What is needed – Show every line below where "characters" appears.

+ + +

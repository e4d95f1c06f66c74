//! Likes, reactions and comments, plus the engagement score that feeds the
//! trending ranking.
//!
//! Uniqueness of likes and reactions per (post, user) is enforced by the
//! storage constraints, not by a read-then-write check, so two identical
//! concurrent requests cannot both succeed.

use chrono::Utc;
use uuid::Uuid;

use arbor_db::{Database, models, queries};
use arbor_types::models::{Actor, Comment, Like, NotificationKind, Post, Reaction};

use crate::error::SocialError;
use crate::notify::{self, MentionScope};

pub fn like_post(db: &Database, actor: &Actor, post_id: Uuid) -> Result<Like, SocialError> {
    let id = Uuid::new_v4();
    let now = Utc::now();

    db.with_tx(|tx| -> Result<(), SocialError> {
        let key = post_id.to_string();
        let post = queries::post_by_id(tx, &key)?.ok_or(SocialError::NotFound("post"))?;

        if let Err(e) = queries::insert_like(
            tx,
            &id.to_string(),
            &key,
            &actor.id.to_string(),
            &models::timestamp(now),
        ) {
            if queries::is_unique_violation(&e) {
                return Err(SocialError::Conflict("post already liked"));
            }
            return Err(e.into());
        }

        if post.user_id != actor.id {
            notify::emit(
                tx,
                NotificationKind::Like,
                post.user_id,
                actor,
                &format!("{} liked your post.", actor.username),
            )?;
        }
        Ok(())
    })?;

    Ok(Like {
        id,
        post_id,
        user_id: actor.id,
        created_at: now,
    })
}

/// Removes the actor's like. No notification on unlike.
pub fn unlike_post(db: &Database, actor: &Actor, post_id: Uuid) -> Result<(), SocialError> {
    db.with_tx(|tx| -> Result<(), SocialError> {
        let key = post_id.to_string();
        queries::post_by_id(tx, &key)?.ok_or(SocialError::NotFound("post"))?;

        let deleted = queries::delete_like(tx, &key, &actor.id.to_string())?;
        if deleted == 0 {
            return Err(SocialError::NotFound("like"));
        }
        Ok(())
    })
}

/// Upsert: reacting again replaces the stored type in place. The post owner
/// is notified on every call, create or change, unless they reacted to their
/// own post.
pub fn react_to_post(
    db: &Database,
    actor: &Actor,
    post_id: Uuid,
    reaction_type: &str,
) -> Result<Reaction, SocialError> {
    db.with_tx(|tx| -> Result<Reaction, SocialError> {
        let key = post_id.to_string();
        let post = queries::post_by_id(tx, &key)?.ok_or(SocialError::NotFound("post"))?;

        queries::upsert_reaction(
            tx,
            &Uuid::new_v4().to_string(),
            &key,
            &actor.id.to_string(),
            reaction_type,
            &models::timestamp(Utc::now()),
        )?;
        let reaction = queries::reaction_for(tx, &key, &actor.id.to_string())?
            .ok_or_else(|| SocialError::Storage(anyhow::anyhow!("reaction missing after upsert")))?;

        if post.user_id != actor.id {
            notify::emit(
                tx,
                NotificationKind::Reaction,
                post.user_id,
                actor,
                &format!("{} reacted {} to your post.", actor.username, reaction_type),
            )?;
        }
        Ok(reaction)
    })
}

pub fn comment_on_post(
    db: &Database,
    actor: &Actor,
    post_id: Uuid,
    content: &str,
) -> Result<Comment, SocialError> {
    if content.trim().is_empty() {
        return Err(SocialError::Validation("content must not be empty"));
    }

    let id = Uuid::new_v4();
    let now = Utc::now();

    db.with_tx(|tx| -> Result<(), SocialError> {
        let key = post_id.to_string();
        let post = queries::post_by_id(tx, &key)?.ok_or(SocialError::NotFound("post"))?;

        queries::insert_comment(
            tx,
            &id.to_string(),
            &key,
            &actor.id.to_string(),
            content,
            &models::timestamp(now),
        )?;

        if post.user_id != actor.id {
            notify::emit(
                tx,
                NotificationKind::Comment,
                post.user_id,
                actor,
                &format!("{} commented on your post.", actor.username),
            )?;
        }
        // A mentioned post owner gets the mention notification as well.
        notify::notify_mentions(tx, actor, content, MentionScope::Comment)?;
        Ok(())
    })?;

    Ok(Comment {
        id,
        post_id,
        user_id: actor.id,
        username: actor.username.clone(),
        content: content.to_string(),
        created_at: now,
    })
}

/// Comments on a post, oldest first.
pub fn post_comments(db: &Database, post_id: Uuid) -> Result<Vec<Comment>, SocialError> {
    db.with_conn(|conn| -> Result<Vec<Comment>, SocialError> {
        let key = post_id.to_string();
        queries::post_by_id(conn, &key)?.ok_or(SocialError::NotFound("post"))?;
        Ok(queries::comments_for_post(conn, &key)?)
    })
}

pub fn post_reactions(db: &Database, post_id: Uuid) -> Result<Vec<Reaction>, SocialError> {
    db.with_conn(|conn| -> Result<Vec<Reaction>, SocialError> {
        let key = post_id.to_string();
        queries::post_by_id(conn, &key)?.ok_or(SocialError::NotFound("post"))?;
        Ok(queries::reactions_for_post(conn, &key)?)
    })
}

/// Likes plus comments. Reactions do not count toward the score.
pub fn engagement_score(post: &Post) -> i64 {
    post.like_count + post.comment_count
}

+ + +

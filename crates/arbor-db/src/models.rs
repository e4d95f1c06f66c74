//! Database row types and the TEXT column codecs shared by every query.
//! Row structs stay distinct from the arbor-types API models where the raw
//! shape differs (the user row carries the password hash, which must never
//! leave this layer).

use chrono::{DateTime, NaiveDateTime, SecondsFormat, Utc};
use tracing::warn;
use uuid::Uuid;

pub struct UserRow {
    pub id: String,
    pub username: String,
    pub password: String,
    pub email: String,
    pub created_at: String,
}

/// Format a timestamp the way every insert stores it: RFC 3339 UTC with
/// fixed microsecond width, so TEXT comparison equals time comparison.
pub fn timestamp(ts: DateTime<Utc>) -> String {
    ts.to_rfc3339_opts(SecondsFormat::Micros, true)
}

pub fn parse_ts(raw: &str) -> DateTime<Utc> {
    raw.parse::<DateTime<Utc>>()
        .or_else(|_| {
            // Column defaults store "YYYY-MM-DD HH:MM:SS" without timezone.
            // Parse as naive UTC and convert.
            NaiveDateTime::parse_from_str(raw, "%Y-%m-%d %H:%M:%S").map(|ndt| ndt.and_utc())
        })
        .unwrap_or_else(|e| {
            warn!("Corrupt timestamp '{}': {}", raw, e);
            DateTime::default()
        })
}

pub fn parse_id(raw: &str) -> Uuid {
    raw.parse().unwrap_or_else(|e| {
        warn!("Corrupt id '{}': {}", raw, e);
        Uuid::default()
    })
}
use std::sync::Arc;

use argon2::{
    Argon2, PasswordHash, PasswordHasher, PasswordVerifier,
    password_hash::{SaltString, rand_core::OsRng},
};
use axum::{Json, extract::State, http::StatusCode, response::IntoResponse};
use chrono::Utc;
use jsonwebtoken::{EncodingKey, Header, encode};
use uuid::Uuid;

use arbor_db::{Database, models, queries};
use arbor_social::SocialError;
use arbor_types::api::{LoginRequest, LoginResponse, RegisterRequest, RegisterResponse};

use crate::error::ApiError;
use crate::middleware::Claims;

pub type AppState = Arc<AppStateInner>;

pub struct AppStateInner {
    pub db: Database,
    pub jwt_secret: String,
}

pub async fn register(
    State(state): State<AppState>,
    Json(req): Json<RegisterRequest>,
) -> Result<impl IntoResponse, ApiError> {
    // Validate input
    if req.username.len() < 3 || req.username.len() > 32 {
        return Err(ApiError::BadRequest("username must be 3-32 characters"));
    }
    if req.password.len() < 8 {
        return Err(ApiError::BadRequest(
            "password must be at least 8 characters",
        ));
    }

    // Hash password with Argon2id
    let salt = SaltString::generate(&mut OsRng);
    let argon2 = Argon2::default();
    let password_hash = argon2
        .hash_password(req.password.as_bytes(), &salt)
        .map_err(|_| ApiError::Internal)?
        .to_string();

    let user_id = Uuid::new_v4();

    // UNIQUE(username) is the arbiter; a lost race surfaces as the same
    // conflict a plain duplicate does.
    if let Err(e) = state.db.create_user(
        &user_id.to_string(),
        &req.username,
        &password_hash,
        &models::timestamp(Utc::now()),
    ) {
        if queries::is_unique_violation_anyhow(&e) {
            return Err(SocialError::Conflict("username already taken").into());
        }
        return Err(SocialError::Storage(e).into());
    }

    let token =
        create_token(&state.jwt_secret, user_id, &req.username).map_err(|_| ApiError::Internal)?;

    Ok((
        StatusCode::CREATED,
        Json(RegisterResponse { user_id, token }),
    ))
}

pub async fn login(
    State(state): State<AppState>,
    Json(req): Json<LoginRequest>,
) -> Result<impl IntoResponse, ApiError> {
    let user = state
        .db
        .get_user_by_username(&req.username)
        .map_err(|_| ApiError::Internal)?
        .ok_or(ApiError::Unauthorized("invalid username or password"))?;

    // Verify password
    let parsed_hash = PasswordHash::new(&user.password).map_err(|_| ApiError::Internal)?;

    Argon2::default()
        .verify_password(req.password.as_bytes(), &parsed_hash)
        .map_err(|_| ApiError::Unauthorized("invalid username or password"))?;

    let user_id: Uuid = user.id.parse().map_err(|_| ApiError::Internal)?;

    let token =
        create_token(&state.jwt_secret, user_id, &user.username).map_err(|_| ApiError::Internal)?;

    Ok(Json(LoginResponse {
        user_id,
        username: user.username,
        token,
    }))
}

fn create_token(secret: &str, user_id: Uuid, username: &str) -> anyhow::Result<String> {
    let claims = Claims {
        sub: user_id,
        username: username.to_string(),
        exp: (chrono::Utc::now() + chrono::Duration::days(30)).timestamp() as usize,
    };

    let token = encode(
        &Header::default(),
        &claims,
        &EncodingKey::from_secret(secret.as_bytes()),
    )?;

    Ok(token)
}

+ + +

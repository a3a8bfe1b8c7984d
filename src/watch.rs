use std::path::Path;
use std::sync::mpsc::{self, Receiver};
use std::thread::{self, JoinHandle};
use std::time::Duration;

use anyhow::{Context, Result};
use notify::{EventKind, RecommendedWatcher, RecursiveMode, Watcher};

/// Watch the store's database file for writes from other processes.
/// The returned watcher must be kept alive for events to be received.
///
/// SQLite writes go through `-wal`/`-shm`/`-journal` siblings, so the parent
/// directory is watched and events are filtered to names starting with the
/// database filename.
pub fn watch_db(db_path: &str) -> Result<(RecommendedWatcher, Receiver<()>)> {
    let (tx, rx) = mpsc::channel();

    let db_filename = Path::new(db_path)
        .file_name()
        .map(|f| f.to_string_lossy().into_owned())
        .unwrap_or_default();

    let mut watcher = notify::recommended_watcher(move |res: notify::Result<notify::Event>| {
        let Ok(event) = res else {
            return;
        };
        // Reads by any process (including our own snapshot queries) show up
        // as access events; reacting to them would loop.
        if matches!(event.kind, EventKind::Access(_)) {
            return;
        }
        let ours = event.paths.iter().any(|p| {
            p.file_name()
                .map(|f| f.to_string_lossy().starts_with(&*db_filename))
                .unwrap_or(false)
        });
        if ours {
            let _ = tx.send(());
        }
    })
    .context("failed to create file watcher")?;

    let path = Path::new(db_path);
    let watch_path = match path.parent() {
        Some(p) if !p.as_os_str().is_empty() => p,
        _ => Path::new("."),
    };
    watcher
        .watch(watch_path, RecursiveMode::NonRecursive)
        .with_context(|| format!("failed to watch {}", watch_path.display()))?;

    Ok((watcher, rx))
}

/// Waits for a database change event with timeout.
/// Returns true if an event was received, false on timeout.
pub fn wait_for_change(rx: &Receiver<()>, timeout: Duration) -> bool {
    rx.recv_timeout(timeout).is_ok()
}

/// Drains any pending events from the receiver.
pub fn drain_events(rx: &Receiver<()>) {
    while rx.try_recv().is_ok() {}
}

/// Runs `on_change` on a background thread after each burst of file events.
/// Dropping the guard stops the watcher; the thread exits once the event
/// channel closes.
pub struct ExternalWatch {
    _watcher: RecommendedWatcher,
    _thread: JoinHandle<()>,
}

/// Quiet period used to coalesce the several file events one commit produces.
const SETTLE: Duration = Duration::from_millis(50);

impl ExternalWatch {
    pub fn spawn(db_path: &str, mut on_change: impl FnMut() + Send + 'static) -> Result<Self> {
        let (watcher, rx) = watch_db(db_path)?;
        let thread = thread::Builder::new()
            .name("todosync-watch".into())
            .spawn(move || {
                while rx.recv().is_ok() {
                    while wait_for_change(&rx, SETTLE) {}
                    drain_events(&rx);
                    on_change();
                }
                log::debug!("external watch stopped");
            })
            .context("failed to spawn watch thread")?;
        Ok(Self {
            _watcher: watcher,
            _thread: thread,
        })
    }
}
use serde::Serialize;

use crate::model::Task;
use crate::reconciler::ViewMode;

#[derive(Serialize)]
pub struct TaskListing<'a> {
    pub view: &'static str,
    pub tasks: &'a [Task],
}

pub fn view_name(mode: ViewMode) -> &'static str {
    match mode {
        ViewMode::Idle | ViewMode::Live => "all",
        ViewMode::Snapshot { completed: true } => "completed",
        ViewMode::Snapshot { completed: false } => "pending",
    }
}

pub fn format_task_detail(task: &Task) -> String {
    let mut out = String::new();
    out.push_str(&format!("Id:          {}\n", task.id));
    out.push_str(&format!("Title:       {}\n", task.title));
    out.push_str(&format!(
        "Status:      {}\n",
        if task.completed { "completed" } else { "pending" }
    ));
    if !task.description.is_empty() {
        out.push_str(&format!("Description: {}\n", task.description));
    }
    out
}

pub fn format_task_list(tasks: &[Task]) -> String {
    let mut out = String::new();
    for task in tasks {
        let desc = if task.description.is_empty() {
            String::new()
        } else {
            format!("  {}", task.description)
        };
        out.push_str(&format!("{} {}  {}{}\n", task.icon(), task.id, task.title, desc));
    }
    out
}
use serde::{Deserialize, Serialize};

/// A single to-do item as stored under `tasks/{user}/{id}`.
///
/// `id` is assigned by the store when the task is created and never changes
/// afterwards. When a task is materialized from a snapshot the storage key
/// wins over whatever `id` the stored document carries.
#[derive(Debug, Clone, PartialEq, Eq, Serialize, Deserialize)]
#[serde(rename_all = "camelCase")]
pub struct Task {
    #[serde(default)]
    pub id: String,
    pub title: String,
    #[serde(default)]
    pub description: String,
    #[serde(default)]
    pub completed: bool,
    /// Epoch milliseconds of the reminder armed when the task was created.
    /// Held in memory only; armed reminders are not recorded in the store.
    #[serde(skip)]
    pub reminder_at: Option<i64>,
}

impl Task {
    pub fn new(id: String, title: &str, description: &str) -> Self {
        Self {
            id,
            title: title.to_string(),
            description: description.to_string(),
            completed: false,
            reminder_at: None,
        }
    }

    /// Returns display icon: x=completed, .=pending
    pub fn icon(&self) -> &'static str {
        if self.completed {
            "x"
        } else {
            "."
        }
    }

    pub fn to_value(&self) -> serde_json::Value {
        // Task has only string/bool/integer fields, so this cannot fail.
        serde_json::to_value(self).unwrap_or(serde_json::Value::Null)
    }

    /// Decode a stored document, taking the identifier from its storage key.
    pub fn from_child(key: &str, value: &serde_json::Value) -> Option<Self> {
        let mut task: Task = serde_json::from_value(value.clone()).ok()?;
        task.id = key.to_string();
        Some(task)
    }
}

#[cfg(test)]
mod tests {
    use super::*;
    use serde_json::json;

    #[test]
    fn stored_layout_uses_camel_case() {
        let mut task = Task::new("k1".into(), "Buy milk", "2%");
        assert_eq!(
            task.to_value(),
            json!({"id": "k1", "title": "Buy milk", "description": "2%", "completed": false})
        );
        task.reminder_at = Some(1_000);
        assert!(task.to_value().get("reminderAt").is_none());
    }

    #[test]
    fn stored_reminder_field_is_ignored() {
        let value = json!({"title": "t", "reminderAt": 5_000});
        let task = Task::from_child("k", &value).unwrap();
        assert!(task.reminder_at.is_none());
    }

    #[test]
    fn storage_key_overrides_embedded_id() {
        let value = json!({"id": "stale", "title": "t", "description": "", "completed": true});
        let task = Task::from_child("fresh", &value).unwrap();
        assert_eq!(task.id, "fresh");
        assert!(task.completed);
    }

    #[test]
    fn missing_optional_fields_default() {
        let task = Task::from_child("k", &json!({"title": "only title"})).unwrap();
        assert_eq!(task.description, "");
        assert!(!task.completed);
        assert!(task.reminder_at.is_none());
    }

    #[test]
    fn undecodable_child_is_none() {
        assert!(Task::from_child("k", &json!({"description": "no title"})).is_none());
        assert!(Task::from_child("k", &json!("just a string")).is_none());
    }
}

+ + +

The answer –
        return Err(ApiError::BadRequest("username must be 3-32 characters"));
            "password must be at least 8 characters",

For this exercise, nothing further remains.